Entries taken from a collection:
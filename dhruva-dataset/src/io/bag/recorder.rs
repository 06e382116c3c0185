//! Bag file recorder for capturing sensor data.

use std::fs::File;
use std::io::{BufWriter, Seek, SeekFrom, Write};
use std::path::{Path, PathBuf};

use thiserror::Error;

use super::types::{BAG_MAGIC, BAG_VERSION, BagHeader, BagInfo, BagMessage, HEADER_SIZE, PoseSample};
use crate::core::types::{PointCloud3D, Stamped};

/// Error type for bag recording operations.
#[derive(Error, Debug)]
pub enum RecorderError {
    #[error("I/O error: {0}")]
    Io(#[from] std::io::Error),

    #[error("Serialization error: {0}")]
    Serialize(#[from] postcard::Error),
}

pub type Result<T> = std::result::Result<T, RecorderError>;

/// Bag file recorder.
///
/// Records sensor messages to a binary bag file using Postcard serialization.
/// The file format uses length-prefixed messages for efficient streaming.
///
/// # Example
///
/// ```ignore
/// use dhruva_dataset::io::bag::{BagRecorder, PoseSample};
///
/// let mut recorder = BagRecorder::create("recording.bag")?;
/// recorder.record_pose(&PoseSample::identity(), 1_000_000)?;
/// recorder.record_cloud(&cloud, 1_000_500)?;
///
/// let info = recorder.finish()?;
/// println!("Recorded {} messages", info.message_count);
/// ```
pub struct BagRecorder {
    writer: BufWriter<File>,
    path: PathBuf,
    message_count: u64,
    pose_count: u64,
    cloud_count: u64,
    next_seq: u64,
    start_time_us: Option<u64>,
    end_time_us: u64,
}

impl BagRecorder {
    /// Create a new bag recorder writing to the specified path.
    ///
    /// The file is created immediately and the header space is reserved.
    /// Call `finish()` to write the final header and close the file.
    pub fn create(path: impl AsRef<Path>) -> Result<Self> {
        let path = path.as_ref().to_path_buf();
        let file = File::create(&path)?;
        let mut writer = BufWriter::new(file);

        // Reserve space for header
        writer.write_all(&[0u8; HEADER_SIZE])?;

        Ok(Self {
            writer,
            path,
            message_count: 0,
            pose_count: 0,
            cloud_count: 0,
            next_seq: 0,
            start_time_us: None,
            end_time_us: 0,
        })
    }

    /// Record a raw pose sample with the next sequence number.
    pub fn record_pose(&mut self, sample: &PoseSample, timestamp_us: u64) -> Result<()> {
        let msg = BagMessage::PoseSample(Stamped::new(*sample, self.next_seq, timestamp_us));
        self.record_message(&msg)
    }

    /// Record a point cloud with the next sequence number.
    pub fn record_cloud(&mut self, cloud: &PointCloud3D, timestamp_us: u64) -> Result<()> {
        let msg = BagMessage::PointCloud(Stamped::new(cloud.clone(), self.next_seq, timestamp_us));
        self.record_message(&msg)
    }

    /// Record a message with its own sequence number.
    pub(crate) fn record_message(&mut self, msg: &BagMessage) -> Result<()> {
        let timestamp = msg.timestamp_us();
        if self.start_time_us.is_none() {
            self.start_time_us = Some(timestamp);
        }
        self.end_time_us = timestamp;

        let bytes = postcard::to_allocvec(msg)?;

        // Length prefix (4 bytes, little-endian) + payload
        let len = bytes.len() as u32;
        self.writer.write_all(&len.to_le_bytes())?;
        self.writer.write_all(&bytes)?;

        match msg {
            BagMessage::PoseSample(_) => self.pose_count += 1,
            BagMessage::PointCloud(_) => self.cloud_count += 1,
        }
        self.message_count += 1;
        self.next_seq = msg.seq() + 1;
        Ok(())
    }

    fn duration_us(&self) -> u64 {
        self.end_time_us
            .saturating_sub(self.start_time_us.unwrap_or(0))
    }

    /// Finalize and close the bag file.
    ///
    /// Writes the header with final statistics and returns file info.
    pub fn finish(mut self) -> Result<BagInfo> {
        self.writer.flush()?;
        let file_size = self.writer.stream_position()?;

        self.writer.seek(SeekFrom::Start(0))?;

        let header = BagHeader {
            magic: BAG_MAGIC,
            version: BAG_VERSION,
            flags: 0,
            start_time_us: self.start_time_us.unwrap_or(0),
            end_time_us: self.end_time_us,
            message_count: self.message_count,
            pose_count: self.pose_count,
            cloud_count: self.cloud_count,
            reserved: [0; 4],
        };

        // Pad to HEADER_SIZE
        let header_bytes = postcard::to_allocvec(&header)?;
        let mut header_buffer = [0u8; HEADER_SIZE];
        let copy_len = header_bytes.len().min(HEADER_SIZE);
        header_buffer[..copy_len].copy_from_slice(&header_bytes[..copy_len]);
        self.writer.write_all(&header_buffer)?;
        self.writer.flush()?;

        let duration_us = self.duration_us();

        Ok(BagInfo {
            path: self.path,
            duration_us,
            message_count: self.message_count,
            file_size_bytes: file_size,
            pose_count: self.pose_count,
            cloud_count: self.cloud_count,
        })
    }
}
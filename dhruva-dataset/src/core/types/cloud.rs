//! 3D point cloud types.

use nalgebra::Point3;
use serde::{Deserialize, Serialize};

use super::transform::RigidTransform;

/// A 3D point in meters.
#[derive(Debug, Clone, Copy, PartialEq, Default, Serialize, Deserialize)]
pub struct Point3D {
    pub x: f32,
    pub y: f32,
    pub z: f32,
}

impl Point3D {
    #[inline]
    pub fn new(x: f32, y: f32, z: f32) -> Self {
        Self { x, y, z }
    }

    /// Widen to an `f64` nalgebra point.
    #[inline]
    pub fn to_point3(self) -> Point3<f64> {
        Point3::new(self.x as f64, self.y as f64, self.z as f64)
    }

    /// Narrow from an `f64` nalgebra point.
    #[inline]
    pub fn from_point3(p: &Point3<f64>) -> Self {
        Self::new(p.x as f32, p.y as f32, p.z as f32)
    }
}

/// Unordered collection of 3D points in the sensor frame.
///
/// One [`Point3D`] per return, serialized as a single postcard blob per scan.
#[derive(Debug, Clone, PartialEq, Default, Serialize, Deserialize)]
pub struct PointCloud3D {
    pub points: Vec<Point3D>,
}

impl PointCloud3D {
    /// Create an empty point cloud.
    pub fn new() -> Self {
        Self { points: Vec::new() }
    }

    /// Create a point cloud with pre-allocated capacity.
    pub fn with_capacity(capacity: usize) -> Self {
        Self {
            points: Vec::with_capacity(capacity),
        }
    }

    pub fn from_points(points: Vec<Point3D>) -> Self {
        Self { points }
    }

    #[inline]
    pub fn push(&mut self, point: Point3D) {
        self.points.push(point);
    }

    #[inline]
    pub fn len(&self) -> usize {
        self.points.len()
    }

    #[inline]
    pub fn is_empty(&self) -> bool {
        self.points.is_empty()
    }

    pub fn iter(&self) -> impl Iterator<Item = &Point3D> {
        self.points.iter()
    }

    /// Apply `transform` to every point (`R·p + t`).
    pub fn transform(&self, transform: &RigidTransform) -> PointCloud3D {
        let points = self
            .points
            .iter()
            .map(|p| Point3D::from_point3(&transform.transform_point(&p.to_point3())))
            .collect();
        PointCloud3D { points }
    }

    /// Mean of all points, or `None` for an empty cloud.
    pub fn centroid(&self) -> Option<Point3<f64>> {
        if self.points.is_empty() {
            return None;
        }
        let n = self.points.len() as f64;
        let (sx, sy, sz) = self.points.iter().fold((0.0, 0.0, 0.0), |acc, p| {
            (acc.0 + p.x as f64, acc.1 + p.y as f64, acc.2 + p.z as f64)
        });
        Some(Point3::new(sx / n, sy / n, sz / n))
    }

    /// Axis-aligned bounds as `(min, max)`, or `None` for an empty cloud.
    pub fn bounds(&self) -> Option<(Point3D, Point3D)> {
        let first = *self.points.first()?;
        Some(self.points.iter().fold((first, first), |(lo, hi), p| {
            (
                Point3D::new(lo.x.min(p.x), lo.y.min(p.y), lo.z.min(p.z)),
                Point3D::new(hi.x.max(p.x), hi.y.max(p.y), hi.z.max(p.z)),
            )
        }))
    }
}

* * *

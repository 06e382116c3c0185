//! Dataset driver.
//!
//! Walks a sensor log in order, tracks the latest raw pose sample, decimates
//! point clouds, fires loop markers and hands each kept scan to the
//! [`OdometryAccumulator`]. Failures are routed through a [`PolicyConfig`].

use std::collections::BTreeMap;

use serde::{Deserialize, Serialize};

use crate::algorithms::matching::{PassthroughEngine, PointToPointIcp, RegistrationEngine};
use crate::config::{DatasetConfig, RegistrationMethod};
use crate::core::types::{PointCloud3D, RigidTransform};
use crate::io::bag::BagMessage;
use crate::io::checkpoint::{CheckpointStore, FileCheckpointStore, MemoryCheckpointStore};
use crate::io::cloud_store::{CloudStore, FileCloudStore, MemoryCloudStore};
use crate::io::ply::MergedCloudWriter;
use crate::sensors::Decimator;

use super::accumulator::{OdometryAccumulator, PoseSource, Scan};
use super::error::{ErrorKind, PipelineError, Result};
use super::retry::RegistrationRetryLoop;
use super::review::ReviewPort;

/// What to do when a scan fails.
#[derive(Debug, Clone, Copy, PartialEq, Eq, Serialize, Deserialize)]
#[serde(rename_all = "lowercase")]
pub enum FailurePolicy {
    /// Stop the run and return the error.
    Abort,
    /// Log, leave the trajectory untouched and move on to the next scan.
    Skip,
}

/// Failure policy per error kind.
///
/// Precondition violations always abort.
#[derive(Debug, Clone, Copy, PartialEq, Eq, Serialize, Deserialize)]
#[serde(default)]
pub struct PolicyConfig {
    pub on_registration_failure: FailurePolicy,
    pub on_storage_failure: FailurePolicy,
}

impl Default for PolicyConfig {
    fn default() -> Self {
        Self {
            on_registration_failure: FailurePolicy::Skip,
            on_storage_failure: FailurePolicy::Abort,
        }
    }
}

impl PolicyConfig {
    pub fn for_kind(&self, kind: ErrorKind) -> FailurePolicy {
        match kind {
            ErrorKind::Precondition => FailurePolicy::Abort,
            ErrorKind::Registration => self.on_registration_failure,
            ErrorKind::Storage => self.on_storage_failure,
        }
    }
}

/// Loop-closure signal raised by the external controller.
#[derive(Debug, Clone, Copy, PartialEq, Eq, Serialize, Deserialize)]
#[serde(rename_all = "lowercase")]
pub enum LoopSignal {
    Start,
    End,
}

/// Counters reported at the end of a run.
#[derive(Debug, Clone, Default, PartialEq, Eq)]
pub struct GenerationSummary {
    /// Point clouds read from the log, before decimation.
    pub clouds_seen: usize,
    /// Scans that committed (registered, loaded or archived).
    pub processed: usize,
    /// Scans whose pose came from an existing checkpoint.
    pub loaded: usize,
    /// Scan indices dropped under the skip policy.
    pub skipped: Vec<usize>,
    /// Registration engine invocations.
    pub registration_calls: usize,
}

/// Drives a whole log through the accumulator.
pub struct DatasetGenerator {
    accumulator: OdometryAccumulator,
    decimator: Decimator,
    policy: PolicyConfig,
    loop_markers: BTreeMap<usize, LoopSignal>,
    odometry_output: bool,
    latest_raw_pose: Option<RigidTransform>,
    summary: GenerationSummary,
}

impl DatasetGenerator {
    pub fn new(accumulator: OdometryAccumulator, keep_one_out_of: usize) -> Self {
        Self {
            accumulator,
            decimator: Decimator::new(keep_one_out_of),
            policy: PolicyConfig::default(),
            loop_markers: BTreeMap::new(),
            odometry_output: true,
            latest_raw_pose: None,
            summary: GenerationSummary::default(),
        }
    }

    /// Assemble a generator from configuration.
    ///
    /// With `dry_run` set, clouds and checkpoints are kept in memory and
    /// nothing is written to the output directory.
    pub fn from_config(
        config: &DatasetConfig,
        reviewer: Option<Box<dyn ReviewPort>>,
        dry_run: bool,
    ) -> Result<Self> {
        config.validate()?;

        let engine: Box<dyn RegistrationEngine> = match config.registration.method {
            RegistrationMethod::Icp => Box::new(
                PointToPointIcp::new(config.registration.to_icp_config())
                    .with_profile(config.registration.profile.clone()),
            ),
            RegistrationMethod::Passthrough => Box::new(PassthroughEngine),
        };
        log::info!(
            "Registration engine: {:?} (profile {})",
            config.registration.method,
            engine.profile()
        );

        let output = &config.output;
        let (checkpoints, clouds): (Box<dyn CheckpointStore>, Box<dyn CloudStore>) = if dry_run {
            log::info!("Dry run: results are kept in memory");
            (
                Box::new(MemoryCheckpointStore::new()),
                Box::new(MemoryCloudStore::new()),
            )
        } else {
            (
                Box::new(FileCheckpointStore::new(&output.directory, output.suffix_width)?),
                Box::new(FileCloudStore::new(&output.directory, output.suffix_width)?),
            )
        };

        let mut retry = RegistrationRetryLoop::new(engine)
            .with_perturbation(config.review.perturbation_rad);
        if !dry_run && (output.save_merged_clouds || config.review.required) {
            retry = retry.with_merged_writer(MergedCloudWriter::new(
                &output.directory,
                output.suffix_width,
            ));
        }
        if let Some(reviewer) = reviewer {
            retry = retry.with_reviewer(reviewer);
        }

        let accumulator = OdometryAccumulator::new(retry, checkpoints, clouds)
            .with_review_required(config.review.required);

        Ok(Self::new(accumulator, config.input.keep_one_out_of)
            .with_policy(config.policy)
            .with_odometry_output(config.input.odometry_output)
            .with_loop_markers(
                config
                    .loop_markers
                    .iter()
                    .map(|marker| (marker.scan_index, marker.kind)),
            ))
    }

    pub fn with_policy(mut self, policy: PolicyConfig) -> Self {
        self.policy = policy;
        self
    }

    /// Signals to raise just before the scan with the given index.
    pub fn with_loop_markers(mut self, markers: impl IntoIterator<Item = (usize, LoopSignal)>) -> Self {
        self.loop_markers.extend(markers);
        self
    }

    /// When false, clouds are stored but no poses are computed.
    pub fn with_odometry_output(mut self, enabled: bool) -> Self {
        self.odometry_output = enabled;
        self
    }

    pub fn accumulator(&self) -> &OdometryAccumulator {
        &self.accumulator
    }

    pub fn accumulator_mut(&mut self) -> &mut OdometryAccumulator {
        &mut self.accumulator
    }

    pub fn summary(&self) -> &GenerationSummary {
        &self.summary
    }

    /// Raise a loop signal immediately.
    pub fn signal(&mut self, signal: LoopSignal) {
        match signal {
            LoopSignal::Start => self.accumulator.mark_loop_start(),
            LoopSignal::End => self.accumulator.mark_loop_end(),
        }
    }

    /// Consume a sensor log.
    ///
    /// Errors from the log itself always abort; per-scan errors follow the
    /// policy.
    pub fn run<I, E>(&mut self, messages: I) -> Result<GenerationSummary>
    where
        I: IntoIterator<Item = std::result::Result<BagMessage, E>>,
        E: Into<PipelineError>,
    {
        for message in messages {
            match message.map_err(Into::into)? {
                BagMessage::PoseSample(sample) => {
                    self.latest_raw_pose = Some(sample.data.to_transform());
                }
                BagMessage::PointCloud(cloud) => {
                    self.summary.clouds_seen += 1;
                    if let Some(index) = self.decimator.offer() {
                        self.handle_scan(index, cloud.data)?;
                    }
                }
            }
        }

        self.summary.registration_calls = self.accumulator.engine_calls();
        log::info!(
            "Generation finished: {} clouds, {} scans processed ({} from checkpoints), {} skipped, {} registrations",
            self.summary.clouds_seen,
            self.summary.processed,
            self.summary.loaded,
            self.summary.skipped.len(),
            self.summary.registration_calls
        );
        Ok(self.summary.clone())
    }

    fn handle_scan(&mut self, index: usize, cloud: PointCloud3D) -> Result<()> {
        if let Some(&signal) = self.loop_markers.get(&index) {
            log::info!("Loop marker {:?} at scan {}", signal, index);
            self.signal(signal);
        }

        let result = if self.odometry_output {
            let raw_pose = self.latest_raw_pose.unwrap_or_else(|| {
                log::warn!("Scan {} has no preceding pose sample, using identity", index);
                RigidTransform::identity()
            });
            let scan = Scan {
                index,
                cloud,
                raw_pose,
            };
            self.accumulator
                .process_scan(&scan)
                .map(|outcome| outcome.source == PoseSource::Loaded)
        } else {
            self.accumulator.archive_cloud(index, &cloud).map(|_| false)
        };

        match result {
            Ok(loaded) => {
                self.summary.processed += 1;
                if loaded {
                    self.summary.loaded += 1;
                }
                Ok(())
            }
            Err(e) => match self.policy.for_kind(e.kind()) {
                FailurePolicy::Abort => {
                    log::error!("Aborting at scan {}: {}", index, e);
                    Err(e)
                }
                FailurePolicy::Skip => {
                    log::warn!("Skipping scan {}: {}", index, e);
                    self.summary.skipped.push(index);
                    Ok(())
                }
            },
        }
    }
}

---

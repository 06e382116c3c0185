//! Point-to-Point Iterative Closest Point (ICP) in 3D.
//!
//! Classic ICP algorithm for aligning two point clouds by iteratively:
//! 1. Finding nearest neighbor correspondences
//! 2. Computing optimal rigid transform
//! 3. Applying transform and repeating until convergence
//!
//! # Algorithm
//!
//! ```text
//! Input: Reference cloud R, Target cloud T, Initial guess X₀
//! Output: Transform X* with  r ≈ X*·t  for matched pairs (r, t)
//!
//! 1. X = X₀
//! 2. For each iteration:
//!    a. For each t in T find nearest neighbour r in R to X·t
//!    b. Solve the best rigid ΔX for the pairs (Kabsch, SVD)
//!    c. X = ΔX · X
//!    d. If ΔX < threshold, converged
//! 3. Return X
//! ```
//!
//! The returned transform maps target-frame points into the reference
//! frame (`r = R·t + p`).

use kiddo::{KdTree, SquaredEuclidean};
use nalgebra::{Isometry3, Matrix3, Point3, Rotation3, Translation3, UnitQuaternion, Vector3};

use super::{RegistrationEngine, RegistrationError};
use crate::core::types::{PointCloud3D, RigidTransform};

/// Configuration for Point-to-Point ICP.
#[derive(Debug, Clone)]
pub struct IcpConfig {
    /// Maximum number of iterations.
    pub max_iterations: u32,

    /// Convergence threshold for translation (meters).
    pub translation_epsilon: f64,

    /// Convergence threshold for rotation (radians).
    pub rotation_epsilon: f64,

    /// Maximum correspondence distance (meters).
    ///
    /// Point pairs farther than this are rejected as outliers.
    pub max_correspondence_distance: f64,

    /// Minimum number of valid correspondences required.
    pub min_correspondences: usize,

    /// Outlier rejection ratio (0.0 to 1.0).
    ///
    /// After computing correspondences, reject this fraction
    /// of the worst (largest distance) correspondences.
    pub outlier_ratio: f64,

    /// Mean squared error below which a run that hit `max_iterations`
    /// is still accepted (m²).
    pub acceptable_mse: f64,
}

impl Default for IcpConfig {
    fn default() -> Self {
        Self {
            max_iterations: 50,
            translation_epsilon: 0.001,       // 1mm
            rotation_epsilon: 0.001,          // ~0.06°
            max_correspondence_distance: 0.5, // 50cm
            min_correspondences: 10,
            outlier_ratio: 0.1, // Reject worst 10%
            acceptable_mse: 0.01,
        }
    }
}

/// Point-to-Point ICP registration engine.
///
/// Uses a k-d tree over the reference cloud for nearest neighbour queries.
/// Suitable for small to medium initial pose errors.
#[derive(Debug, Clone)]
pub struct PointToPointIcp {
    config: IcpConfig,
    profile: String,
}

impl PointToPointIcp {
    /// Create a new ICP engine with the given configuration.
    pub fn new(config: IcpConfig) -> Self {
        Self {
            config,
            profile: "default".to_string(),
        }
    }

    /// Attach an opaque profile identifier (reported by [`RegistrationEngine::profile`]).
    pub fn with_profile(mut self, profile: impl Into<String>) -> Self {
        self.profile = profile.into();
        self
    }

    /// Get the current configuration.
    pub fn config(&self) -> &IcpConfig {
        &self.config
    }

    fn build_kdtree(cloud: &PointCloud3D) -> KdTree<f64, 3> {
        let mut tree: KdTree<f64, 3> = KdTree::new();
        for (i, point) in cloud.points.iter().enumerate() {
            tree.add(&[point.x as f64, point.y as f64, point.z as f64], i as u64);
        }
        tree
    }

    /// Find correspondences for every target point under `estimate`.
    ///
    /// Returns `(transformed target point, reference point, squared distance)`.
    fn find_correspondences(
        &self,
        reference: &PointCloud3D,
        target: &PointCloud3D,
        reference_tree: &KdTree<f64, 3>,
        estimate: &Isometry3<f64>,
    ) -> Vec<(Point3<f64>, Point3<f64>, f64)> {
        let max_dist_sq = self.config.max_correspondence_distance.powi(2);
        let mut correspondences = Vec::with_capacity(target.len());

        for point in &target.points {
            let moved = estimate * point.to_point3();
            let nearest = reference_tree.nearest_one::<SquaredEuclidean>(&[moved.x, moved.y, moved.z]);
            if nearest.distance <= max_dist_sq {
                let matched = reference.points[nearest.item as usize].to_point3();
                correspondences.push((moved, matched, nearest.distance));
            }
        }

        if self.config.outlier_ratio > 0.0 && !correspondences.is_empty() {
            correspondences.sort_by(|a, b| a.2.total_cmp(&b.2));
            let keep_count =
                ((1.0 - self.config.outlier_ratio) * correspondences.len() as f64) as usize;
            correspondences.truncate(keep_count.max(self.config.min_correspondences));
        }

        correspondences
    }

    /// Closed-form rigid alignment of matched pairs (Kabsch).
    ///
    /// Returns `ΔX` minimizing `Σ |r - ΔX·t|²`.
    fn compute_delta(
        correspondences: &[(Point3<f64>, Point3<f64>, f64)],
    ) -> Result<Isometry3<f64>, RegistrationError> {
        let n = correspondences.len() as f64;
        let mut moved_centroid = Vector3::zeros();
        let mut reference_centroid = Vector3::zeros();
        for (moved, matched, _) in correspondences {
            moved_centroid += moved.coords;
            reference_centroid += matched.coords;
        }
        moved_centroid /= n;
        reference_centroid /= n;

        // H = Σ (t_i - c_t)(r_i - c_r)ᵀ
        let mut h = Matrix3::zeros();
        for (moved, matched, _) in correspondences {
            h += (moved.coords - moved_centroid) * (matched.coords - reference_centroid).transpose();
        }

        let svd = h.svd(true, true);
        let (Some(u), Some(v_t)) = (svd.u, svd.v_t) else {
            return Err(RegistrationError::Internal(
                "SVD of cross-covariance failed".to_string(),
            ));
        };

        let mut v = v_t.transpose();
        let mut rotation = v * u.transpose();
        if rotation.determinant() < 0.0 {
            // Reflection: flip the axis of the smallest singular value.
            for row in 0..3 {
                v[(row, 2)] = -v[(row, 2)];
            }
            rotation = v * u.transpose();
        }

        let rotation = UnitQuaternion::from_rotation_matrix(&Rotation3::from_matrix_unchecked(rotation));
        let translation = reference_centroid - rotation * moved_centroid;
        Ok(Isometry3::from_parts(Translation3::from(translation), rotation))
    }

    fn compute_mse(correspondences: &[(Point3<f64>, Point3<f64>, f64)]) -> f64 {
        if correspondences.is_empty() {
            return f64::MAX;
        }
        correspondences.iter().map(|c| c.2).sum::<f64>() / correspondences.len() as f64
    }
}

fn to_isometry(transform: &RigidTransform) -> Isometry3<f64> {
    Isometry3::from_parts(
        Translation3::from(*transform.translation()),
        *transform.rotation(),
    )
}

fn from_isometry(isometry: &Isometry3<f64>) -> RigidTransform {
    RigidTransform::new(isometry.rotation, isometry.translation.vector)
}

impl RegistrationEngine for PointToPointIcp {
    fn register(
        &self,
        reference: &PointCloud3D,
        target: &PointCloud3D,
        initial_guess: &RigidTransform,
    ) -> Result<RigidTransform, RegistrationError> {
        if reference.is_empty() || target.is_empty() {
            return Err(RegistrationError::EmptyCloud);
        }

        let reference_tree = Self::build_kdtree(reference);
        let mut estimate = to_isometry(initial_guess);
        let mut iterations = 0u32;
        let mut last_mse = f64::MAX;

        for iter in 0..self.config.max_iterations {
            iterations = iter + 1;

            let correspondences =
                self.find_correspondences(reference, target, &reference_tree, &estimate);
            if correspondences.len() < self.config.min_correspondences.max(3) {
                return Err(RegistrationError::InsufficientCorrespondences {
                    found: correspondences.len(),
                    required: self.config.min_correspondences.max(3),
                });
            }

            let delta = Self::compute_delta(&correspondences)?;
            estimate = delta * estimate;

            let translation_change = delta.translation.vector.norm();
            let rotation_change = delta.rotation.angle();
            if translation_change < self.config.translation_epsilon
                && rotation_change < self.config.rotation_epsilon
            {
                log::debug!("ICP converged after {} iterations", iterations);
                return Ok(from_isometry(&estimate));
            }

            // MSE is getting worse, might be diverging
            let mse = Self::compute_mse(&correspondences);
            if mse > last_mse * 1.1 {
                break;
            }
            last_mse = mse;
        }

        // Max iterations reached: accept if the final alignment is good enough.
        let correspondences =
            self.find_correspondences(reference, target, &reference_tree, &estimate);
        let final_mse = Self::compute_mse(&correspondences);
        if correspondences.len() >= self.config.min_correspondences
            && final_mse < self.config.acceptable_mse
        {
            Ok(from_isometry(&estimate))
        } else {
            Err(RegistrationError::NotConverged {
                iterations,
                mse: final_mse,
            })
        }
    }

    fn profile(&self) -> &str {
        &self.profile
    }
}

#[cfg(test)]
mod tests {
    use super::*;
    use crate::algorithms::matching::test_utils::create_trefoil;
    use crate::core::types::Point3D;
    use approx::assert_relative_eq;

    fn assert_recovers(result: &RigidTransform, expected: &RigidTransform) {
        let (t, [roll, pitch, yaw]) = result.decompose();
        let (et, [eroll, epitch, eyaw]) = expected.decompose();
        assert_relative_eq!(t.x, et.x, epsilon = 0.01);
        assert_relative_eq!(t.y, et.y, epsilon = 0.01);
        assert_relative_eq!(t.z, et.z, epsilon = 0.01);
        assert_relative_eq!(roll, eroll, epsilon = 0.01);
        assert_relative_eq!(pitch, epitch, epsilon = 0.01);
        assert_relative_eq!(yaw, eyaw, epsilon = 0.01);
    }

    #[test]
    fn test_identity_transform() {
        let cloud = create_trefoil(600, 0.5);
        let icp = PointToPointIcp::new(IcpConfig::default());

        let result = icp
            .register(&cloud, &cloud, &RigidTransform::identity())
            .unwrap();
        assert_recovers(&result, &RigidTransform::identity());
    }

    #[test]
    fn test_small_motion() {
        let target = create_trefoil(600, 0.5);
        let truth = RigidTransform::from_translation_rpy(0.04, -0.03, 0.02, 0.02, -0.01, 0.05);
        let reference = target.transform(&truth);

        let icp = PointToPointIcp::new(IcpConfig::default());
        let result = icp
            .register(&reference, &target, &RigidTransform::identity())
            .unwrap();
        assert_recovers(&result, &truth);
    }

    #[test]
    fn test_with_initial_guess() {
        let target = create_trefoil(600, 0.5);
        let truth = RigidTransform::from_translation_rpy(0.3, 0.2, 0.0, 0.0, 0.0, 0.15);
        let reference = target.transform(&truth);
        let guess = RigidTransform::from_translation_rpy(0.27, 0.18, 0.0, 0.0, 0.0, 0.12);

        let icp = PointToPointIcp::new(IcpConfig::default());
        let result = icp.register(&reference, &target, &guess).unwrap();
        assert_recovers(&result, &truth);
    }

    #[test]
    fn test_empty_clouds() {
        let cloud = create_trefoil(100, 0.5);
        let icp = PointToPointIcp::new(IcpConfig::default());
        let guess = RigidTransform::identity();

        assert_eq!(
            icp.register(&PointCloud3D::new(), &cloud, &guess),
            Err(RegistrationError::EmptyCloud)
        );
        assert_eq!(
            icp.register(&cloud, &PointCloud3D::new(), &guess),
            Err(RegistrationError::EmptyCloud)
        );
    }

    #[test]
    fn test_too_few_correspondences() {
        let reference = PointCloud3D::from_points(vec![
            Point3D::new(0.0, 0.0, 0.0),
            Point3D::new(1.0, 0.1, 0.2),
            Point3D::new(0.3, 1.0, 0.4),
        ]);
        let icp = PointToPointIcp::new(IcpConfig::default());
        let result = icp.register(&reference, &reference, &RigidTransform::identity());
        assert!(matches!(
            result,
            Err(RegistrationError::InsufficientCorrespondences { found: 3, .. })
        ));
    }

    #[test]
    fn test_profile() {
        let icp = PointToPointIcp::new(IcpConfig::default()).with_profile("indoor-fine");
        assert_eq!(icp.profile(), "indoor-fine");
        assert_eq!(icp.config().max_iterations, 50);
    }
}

- Work to be completed: If a line of the records above contains the word "MergedCloudWriter", count it; then give the total and nothing more.

- Written answer: 2